### WORK INSTRUCTIONS
Include in the output exactly the lines from the opening of the data through the line containing "level is left", and nothing more.

START RECORDS TO USE

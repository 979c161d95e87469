#![warn(clippy::all, clippy::pedantic, clippy::nursery)]
//! First-UIP conflict analysis.
//!
//! Starting from a falsified clause, the analysis resolves backwards along
//! the trail until exactly one literal of the current decision level is left
//! (the first unique implication point). Literals of lower levels are
//! collected into the learnt clause as they are met. Every variable met on
//! the way has its activity bumped, as has every learnt clause used as a
//! reason.
//!
//! The learnt clause is then minimised according to [`MinimizationType`],
//! the literal of the highest remaining level is moved to position 1, and
//! that level is the backtrack level.

use crate::sat::clause_management::ClauseDatabase;
use crate::sat::clause_storage::ClauseRef;
use crate::sat::configs::MinimizationType;
use crate::sat::literal::{Literal, Variable};
use crate::sat::logging::targets;
use crate::sat::trail::Trail;
use crate::sat::variable_selection::Vsids;
use bit_vec::BitVec;
use rustc_hash::FxHashSet;
use smallvec::SmallVec;

/// Literal storage of a freshly learnt clause.
pub type LearntLiterals = SmallVec<[Literal; 16]>;

/// A learnt clause of at least two literals, ready to be stored.
#[derive(Debug, Clone, PartialEq, Eq)]
pub struct LearntClause {
    /// Position 0 holds the asserting literal, position 1 a literal of the
    /// backtrack level.
    pub literals: LearntLiterals,
    pub backtrack_level: u32,
    pub lbd: u32,
}

/// Outcome of analysing a conflict above the root level.
#[derive(Debug, Clone, PartialEq, Eq)]
pub enum Conflict {
    /// The learnt clause has a single literal: backtrack to the root and
    /// assert it there.
    Unit(Literal),
    Learned(LearntClause),
}

#[derive(Debug, Clone, Default)]
pub struct Analyzer {
    seen: BitVec,
    learnt: Vec<Literal>,
    to_clear: Vec<Literal>,
    stack: Vec<Literal>,
    levels: FxHashSet<u32>,
    minimization: MinimizationType,
    /// Literals in first-UIP clauses before minimisation.
    pub max_literals: u64,
    /// Literals in learnt clauses after minimisation.
    pub tot_literals: u64,
}

#[inline]
const fn abstract_level(level: u32) -> u32 {
    1 << (level & 31)
}

impl Analyzer {
    #[must_use]
    pub fn new(minimization: MinimizationType) -> Self {
        Self {
            minimization,
            ..Self::default()
        }
    }

    pub fn push_variable(&mut self) {
        self.seen.push(false);
    }

    #[inline]
    fn seen(&self, var: Variable) -> bool {
        self.seen.get(var as usize).unwrap_or(false)
    }

    #[inline]
    fn mark(&mut self, var: Variable, value: bool) {
        self.seen.set(var as usize, value);
    }

    /// Derives the first-UIP clause of the conflict in `confl`.
    ///
    /// # Panics
    ///
    /// If called at the root level, or if the walk along the trail reaches a
    /// literal of the current level that has no reason.
    pub fn analyze(
        &mut self,
        confl: ClauseRef,
        trail: &Trail,
        db: &mut ClauseDatabase,
        vsids: &mut Vsids,
    ) -> Conflict {
        let level = trail.decision_level();
        assert!(level > 0, "conflict analysis at the root level");

        self.learnt.clear();
        // room for the asserting literal
        self.learnt.push(Literal::default());

        let mut path = 0_usize;
        let mut p: Option<Literal> = None;
        let mut index = trail.len();
        let mut reason = Some(confl);

        loop {
            let cref = reason.unwrap_or_else(|| {
                panic!(
                    "conflict analysis reached {p:?} at level {level} without a reason \
                     ({path} literals of the level left, trail position {index})"
                )
            });

            if db.ca.get(cref).is_learnt() {
                db.bump(cref);
            }

            let clause = db.ca.get(cref);
            let start = usize::from(p.is_some());
            for &q in &clause.as_slice()[start..] {
                let var = q.variable();
                let q_level = trail.level(var);
                if !self.seen(var) && q_level > 0 {
                    vsids.bump(var);
                    self.mark(var, true);
                    assert!(
                        q_level <= level,
                        "{q:?} in {cref} is assigned at level {q_level}, above the current level {level}"
                    );
                    if q_level == level {
                        path += 1;
                    } else {
                        self.learnt.push(q);
                    }
                }
            }

            let next = loop {
                index = index.checked_sub(1).unwrap_or_else(|| {
                    panic!("conflict analysis walked off the trail with {path} literals of level {level} left")
                });
                let lit = trail[index];
                if self.seen(lit.variable()) {
                    break lit;
                }
            };

            p = Some(next);
            reason = trail.reason(next.variable());
            self.mark(next.variable(), false);
            path = path.checked_sub(1).unwrap_or_else(|| {
                panic!("conflict in {confl} has no literal of the current level {level}")
            });
            if path == 0 {
                self.learnt[0] = !next;
                break;
            }
        }

        self.max_literals += self.learnt.len() as u64;
        self.to_clear.clear();
        self.to_clear.extend_from_slice(&self.learnt);
        match self.minimization {
            MinimizationType::None => {}
            MinimizationType::Basic => self.minimize_basic(trail, db),
            MinimizationType::Recursive => self.minimize_recursive(trail, db),
        }
        self.tot_literals += self.learnt.len() as u64;

        let backtrack_level = if self.learnt.len() == 1 {
            0
        } else {
            let mut max = 1;
            for i in 2..self.learnt.len() {
                if trail.level(self.learnt[i].variable()) > trail.level(self.learnt[max].variable()) {
                    max = i;
                }
            }
            self.learnt.swap(1, max);
            trail.level(self.learnt[1].variable())
        };

        for i in 0..self.to_clear.len() {
            let var = self.to_clear[i].variable();
            self.mark(var, false);
        }

        if self.learnt.len() == 1 {
            log::debug!(target: targets::ANALYSIS, "Learnt unit {:?}", self.learnt[0]);
            return Conflict::Unit(self.learnt[0]);
        }

        let lbd = self.lbd(trail);
        log::debug!(
            target: targets::ANALYSIS,
            "Learnt {:?} (lbd {lbd}), backtracking to {backtrack_level}",
            self.learnt
        );
        Conflict::Learned(LearntClause {
            literals: LearntLiterals::from_slice(&self.learnt),
            backtrack_level,
            lbd,
        })
    }

    /// Number of distinct decision levels in the current learnt clause.
    fn lbd(&mut self, trail: &Trail) -> u32 {
        self.levels.clear();
        for lit in &self.learnt {
            self.levels.insert(trail.level(lit.variable()));
        }
        self.levels.len() as u32
    }

    /// Drops a literal if every other literal of its reason is already in the
    /// clause or fixed at the root.
    fn minimize_basic(&mut self, trail: &Trail, db: &ClauseDatabase) {
        let mut kept = 1;
        for i in 1..self.learnt.len() {
            let lit = self.learnt[i];
            let keep = trail.reason(lit.variable()).is_none_or(|cref| {
                db.ca.get(cref).as_slice()[1..].iter().any(|&q| {
                    !self.seen(q.variable()) && trail.level(q.variable()) > 0
                })
            });
            if keep {
                self.learnt[kept] = lit;
                kept += 1;
            }
        }
        self.learnt.truncate(kept);
    }

    /// Drops a literal if it is implied by the other literals of the clause
    /// through any chain of reasons.
    fn minimize_recursive(&mut self, trail: &Trail, db: &ClauseDatabase) {
        let levels = self.learnt[1..]
            .iter()
            .fold(0, |acc, lit| acc | abstract_level(trail.level(lit.variable())));

        let mut kept = 1;
        for i in 1..self.learnt.len() {
            let lit = self.learnt[i];
            let keep = trail.reason(lit.variable()).is_none()
                || !self.redundant(lit, levels, trail, db);
            if keep {
                self.learnt[kept] = lit;
                kept += 1;
            }
        }
        self.learnt.truncate(kept);
    }

    /// `true` if `lit` follows from seen literals and root facts alone.
    ///
    /// Variables proven redundant on the way stay marked and are recorded in
    /// `to_clear`; on failure the marks made by this call are undone.
    fn redundant(&mut self, lit: Literal, levels: u32, trail: &Trail, db: &ClauseDatabase) -> bool {
        self.stack.clear();
        self.stack.push(lit);
        let top = self.to_clear.len();

        while let Some(q) = self.stack.pop() {
            let Some(cref) = trail.reason(q.variable()) else {
                panic!("{q:?} is on the minimisation stack without a reason");
            };
            let clause = db.ca.get(cref);
            for &l in &clause.as_slice()[1..] {
                let var = l.variable();
                if self.seen(var) || trail.level(var) == 0 {
                    continue;
                }
                if trail.reason(var).is_some() && abstract_level(trail.level(var)) & levels != 0 {
                    self.mark(var, true);
                    self.stack.push(l);
                    self.to_clear.push(l);
                } else {
                    for j in top..self.to_clear.len() {
                        let var = self.to_clear[j].variable();
                        self.mark(var, false);
                    }
                    self.to_clear.truncate(top);
                    return false;
                }
            }
        }
        true
    }
}

#[cfg(test)]
mod tests {
    use super::*;
    use crate::sat::propagation::propagate;

    /// A solver skeleton without the search loop.
    struct Fixture {
        trail: Trail,
        db: ClauseDatabase,
        vsids: Vsids,
        analyzer: Analyzer,
    }

    impl Fixture {
        fn new(num_vars: u32, minimization: MinimizationType) -> Self {
            let mut f = Self {
                trail: Trail::new(),
                db: ClauseDatabase::new(0.999),
                vsids: Vsids::new(0.95),
                analyzer: Analyzer::new(minimization),
            };
            for var in 0..num_vars {
                f.trail.new_variable();
                f.db.init_var(var);
                f.vsids.add_variable(var, true);
                f.analyzer.push_variable();
            }
            f
        }

        fn add(&mut self, xs: &[i32]) -> ClauseRef {
            let lits: Vec<Literal> = xs.iter().copied().map(Literal::from).collect();
            self.db.add_original(&lits)
        }

        fn decide(&mut self, x: i32) -> Option<ClauseRef> {
            self.trail.new_decision_level();
            self.trail.enqueue(Literal::from(x), None);
            let mut props = 0;
            propagate(&mut self.trail, &mut self.db.ca, &mut self.db.watches, &mut props)
        }

        fn analyze(&mut self, confl: ClauseRef) -> Conflict {
            self.analyzer
                .analyze(confl, &self.trail, &mut self.db, &mut self.vsids)
        }
    }

    fn dimacs(lits: &[Literal]) -> Vec<i32> {
        lits.iter().map(|l| l.to_i32()).collect()
    }

    #[test]
    fn test_first_uip_learns_unit() {
        // x1 -> x2, x1 -> x3, (x2 & x3) -> false
        let mut f = Fixture::new(3, MinimizationType::Basic);
        f.add(&[-1, 2]);
        f.add(&[-1, 3]);
        f.add(&[-2, -3]);

        let confl = f.decide(1).unwrap_or(ClauseRef::UNDEF);
        assert_ne!(confl, ClauseRef::UNDEF);

        assert_eq!(f.analyze(confl), Conflict::Unit(Literal::from(-1)));
        assert!(f.analyzer.seen.none());
    }

    #[test]
    fn test_backtrack_level_is_second_highest() {
        let mut f = Fixture::new(5, MinimizationType::Basic);
        f.add(&[-3, 4]);
        f.add(&[-1, -3, 5]);
        f.add(&[-2, -4, -5]);

        assert_eq!(f.decide(1), None);
        assert_eq!(f.decide(2), None);
        let confl = f.decide(3).unwrap_or(ClauseRef::UNDEF);
        assert_ne!(confl, ClauseRef::UNDEF);

        let Conflict::Learned(learnt) = f.analyze(confl) else {
            panic!("expected a learnt clause");
        };
        let lits = dimacs(&learnt.literals);
        assert_eq!(lits[0], -3);
        assert_eq!(lits.len(), 3);
        assert!(lits.contains(&-1) && lits.contains(&-2));
        assert_eq!(lits[1], -2);
        assert_eq!(learnt.backtrack_level, 2);
        assert_eq!(learnt.lbd, 3);
        assert!(f.analyzer.seen.none());
    }

    #[test]
    fn test_activity_bumped_for_met_variables() {
        let mut f = Fixture::new(3, MinimizationType::None);
        f.add(&[-1, 2]);
        f.add(&[-1, 3]);
        f.add(&[-2, -3]);
        let confl = f.decide(1).unwrap_or(ClauseRef::UNDEF);
        let _ = f.analyze(confl);

        for var in 0..3 {
            assert!(f.vsids.activity(var) > 0.0);
        }
    }

    /// x1@1, x2@2, x3 forced by (-2 v 3), x4@3, conflict needs both x3 and
    /// x2 at the lower levels; x3 is implied by x2, so minimisation drops it.
    fn redundant_literal_fixture(minimization: MinimizationType) -> LearntClause {
        let mut f = Fixture::new(5, minimization);
        f.add(&[-2, 3]);
        f.add(&[-4, 5]);
        f.add(&[-1, -2, -3, -4, -5]);

        assert_eq!(f.decide(1), None);
        assert_eq!(f.decide(2), None);
        let confl = f.decide(4).unwrap_or(ClauseRef::UNDEF);
        assert_ne!(confl, ClauseRef::UNDEF);
        let Conflict::Learned(learnt) = f.analyze(confl) else {
            panic!("expected a learnt clause");
        };
        assert!(f.analyzer.seen.none());
        learnt
    }

    #[test]
    fn test_no_minimization_keeps_implied_literal() {
        let learnt = redundant_literal_fixture(MinimizationType::None);
        let mut lits = dimacs(&learnt.literals);
        assert_eq!(lits[0], -4);
        lits.sort_unstable();
        assert_eq!(lits, vec![-4, -3, -2, -1]);
    }

    #[test]
    fn test_basic_minimization_drops_implied_literal() {
        let learnt = redundant_literal_fixture(MinimizationType::Basic);
        let mut lits = dimacs(&learnt.literals);
        assert_eq!(lits[0], -4);
        lits.sort_unstable();
        assert_eq!(lits, vec![-4, -2, -1]);
        assert_eq!(learnt.backtrack_level, 2);
    }

    #[test]
    fn test_recursive_minimization_follows_chains() {
        // x3 is implied by x2 through x6: (-2 v 6), (-6 v 3)
        let mut f = Fixture::new(6, MinimizationType::Recursive);
        f.add(&[-2, 6]);
        f.add(&[-6, 3]);
        f.add(&[-4, 5]);
        f.add(&[-1, -2, -3, -4, -5]);

        assert_eq!(f.decide(1), None);
        assert_eq!(f.decide(2), None);
        let confl = f.decide(4).unwrap_or(ClauseRef::UNDEF);
        let Conflict::Learned(learnt) = f.analyze(confl) else {
            panic!("expected a learnt clause");
        };
        let mut lits = dimacs(&learnt.literals);
        lits.sort_unstable();
        assert_eq!(lits, vec![-4, -2, -1]);
        assert!(f.analyzer.seen.none());
        assert!(f.analyzer.tot_literals < f.analyzer.max_literals);
    }

    #[test]
    #[should_panic(expected = "conflict analysis at the root level")]
    fn test_root_conflict_is_not_analysed() {
        let mut f = Fixture::new(2, MinimizationType::Basic);
        let c = f.add(&[1, 2]);
        let _ = f.analyze(c);
    }
}
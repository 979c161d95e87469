#![warn(clippy::all, clippy::pedantic, clippy::nursery)]
//! Phase saving: the polarity a variable last had before it was unassigned.

use crate::sat::literal::{Literal, Variable};
use bit_vec::BitVec;

/// One bit per variable, set when the variable was last assigned true.
///
/// Fresh variables start out `false`, so the first decision on a variable
/// picks its negative literal.
#[derive(Clone, Debug, PartialEq, Eq, Default)]
pub struct SavedPhases(BitVec);

impl SavedPhases {
    #[must_use]
    pub fn new(num_vars: usize) -> Self {
        Self(BitVec::from_elem(num_vars, false))
    }

    pub fn push_variable(&mut self) {
        self.0.push(false);
    }

    /// Remembers the polarity of `lit`, which is about to be unassigned.
    #[inline]
    pub fn save(&mut self, lit: Literal) {
        self.0.set(lit.variable() as usize, lit.polarity());
    }

    #[must_use]
    #[inline]
    pub fn phase(&self, var: Variable) -> bool {
        self.0.get(var as usize).unwrap_or(false)
    }

    /// The literal to branch on for `var`.
    #[must_use]
    pub fn decision_literal(&self, var: Variable) -> Literal {
        Literal::new(var, self.phase(var))
    }

    #[must_use]
    pub fn len(&self) -> usize {
        self.0.len()
    }

    #[must_use]
    pub fn is_empty(&self) -> bool {
        self.0.is_empty()
    }
}
//! Clause records as owned by the [clause allocator](crate::sat::clause_storage).
//!
//! A clause is a literal array plus a small header. Its first two literals are
//! the watched ones. Clauses only ever shrink in place (see [`Clause::pop`]),
//! so the reference handed out by the allocator stays valid for the clause's
//! whole life.

use crate::sat::literal::Literal;
use core::ops::{Index, IndexMut};
use smallvec::SmallVec;

/// Inline capacity of a clause's literal array.
pub const INLINE_LITERALS: usize = 8;

/// Literal storage of a clause.
pub type LiteralStorage = SmallVec<[Literal; INLINE_LITERALS]>;

#[derive(Debug, Clone, PartialEq, Default)]
pub struct Clause {
    literals: LiteralStorage,
    /// Learnt by conflict analysis, as opposed to part of the input formula.
    learnt: bool,
    /// Set once the clause has been removed from the database.
    deleted: bool,
    /// Literal block distance, recorded when the clause is learnt.
    lbd: u32,
    activity: f64,
}

impl Clause {
    #[must_use]
    pub fn new(literals: &[Literal], learnt: bool) -> Self {
        Self {
            literals: SmallVec::from_slice(literals),
            learnt,
            deleted: false,
            lbd: 0,
            activity: 0.0,
        }
    }

    #[must_use]
    #[inline]
    pub fn len(&self) -> usize {
        self.literals.len()
    }

    #[must_use]
    #[inline]
    pub fn is_empty(&self) -> bool {
        self.literals.is_empty()
    }

    #[must_use]
    pub fn is_unit(&self) -> bool {
        self.literals.len() == 1
    }

    #[must_use]
    #[inline]
    pub const fn is_learnt(&self) -> bool {
        self.learnt
    }

    #[must_use]
    #[inline]
    pub const fn is_deleted(&self) -> bool {
        self.deleted
    }

    pub(crate) fn mark_deleted(&mut self) {
        self.deleted = true;
    }

    #[must_use]
    pub const fn lbd(&self) -> u32 {
        self.lbd
    }

    pub fn set_lbd(&mut self, lbd: u32) {
        self.lbd = lbd;
    }

    #[must_use]
    #[inline]
    pub const fn activity(&self) -> f64 {
        self.activity
    }

    pub fn bump_activity(&mut self, inc: f64) {
        self.activity += inc;
    }

    pub fn scale_activity(&mut self, factor: f64) {
        self.activity *= factor;
    }

    pub fn iter(&self) -> impl Iterator<Item = &Literal> {
        self.literals.iter()
    }

    #[must_use]
    pub fn as_slice(&self) -> &[Literal] {
        &self.literals
    }

    #[inline]
    pub fn swap(&mut self, a: usize, b: usize) {
        self.literals.swap(a, b);
    }

    /// # Panics
    ///
    /// If the clause is empty.
    #[must_use]
    pub fn last(&self) -> Literal {
        *self
            .literals
            .last()
            .unwrap_or_else(|| panic!("last literal of an empty clause"))
    }

    /// Drops the last literal in place. The storage is never reallocated.
    ///
    /// # Panics
    ///
    /// If the clause is empty.
    pub fn pop(&mut self) {
        assert!(!self.literals.is_empty(), "pop on an empty clause");
        self.literals.truncate(self.literals.len() - 1);
    }

    /// Releases the literal storage of a deleted clause and returns how many
    /// literals it held.
    pub(crate) fn release(&mut self) -> usize {
        let len = self.literals.len();
        self.literals = SmallVec::new();
        len
    }
}

impl Index<usize> for Clause {
    type Output = Literal;

    #[inline]
    fn index(&self, index: usize) -> &Self::Output {
        &self.literals[index]
    }
}

impl IndexMut<usize> for Clause {
    #[inline]
    fn index_mut(&mut self, index: usize) -> &mut Self::Output {
        &mut self.literals[index]
    }
}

END RECORDS TO USE

### COMPLETED TASK
repository 979c161d95e87469
#![warn(clippy::all, clippy::pedantic, clippy::nursery)]
//! First-UIP conflict analysis.
//!
//! Starting from a falsified clause, the analysis resolves backwards along
//! the trail until exactly one literal of the current decision level is left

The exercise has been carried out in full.